* _Data shown_
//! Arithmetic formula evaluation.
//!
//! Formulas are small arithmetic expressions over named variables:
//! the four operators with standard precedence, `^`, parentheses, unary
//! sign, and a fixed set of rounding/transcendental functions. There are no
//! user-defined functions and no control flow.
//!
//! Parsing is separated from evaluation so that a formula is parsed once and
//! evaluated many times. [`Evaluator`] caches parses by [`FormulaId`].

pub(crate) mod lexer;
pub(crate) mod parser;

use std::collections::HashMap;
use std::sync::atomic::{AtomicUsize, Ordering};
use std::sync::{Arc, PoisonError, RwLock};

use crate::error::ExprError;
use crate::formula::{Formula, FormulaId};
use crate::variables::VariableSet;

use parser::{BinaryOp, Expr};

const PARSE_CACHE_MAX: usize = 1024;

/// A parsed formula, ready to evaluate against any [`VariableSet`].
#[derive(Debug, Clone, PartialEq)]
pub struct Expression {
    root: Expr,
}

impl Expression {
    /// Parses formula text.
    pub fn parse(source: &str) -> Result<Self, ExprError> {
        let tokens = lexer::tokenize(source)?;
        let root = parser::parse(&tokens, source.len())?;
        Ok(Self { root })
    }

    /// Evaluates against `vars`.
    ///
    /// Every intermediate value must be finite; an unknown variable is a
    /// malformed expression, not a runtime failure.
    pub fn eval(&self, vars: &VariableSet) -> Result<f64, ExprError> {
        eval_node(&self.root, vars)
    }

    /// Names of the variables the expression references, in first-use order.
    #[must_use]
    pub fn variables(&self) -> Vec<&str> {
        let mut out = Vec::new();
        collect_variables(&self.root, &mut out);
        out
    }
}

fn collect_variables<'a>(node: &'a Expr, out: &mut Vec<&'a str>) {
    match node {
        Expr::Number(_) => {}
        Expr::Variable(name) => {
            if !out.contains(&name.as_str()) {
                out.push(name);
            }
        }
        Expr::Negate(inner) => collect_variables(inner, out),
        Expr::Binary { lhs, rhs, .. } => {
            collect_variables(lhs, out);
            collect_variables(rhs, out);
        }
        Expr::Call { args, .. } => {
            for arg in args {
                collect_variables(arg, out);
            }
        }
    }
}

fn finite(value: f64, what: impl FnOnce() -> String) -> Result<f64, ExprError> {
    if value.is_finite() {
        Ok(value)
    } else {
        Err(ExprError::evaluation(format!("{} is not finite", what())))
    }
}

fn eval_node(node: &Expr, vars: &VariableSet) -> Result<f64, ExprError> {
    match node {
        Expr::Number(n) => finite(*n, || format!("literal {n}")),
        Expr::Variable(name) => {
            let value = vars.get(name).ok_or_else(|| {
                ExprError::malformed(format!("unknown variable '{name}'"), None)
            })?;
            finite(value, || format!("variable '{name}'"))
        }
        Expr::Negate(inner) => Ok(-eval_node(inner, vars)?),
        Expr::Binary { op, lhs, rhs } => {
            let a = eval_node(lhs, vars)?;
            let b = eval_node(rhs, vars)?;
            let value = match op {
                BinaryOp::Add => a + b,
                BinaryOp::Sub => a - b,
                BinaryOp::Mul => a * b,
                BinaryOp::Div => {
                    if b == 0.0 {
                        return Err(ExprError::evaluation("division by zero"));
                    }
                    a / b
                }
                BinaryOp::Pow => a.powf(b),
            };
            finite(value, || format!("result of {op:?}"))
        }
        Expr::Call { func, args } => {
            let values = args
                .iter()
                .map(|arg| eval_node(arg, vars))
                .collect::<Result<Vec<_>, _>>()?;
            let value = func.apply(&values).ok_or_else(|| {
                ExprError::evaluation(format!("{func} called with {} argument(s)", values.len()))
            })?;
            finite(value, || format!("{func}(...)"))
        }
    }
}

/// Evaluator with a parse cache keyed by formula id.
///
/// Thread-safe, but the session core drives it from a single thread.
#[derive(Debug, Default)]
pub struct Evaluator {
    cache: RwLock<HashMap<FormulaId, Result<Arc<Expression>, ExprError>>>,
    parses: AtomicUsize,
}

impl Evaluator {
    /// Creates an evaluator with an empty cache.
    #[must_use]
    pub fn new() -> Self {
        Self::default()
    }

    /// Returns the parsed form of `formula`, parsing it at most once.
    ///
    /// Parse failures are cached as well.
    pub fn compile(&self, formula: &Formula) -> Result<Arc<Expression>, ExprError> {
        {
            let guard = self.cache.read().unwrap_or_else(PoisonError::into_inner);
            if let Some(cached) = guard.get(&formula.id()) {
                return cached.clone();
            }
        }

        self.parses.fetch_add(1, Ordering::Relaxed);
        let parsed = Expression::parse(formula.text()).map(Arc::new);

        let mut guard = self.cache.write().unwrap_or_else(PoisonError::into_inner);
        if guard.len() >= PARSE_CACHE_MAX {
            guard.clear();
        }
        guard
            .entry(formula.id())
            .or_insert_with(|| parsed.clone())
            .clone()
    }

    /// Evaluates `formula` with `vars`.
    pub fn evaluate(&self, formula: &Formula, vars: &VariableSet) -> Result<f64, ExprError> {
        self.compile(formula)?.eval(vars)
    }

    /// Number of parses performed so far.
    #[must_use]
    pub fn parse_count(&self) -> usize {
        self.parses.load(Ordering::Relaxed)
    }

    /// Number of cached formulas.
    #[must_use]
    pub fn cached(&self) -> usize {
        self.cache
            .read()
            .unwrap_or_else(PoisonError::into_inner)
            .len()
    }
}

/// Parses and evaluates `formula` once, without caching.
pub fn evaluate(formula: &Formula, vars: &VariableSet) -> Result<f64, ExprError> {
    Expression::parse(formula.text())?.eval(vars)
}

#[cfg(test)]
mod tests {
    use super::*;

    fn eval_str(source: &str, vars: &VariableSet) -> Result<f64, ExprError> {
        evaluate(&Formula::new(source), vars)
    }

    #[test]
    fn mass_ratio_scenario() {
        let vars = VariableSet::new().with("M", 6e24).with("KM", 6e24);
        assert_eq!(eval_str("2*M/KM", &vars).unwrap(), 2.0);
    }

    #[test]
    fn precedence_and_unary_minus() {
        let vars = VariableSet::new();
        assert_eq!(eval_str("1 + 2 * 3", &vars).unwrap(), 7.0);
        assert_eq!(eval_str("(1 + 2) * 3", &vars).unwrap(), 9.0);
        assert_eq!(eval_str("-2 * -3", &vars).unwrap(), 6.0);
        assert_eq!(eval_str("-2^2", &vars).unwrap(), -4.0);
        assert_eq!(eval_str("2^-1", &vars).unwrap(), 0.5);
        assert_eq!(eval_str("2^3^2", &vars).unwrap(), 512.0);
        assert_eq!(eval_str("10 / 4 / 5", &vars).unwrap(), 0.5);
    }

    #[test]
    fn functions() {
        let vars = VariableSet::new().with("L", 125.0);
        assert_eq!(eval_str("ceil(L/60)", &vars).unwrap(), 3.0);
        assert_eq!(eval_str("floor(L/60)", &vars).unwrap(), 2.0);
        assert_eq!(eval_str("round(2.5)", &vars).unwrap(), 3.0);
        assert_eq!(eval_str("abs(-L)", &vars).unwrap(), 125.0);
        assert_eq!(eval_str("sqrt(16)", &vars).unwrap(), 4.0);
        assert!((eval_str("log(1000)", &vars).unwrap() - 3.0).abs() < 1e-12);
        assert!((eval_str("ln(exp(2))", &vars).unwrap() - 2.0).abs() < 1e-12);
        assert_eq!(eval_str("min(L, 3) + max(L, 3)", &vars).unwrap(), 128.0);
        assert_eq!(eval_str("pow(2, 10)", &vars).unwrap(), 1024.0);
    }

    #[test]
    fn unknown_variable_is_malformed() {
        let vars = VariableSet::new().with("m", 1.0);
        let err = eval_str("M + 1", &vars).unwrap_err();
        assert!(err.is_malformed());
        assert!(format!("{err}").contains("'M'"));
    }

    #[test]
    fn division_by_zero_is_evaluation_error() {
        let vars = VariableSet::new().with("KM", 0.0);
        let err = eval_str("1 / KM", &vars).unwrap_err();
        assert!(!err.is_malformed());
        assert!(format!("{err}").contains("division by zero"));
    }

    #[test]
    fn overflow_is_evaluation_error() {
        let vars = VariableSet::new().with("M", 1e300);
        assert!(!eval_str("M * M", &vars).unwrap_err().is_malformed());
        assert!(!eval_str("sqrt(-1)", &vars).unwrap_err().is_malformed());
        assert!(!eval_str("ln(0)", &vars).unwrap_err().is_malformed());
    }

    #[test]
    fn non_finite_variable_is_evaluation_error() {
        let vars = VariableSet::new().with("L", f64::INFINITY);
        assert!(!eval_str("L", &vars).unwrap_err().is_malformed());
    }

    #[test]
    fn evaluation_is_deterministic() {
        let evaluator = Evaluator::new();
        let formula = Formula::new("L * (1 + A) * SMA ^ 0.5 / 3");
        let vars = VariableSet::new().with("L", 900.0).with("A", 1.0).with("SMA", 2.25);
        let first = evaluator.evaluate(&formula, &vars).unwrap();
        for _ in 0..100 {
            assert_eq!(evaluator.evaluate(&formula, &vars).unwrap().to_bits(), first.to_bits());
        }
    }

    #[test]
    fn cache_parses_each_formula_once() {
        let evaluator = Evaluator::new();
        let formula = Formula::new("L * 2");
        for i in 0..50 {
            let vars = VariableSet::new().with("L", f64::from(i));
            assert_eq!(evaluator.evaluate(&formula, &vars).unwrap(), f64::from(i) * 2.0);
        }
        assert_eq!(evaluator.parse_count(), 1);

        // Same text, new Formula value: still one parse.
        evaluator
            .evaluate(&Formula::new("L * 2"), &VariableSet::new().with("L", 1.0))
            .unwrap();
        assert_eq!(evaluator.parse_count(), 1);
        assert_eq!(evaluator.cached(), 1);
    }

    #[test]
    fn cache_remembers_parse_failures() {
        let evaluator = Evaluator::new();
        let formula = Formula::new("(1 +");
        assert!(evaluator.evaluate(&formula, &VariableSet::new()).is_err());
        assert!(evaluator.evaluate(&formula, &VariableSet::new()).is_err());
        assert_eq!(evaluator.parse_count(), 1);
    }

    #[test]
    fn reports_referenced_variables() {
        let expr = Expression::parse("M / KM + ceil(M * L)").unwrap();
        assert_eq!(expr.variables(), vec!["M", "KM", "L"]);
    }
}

* _What you should do_
Taking the entries above, write out exactly the lines starting with the line containing "once, without caching." and going on through the line containing "let vars = VariableSet::new();", both included, and nothing else.

* _Task output_
/// Parses and evaluates `formula` once, without caching.
pub fn evaluate(formula: &Formula, vars: &VariableSet) -> Result<f64, ExprError> {
    Expression::parse(formula.text())?.eval(vars)
}

#[cfg(test)]
mod tests {
    use super::*;

    fn eval_str(source: &str, vars: &VariableSet) -> Result<f64, ExprError> {
        evaluate(&Formula::new(source), vars)
    }

    #[test]
    fn mass_ratio_scenario() {
        let vars = VariableSet::new().with("M", 6e24).with("KM", 6e24);
        assert_eq!(eval_str("2*M/KM", &vars).unwrap(), 2.0);
    }

    #[test]
    fn precedence_and_unary_minus() {
        let vars = VariableSet::new();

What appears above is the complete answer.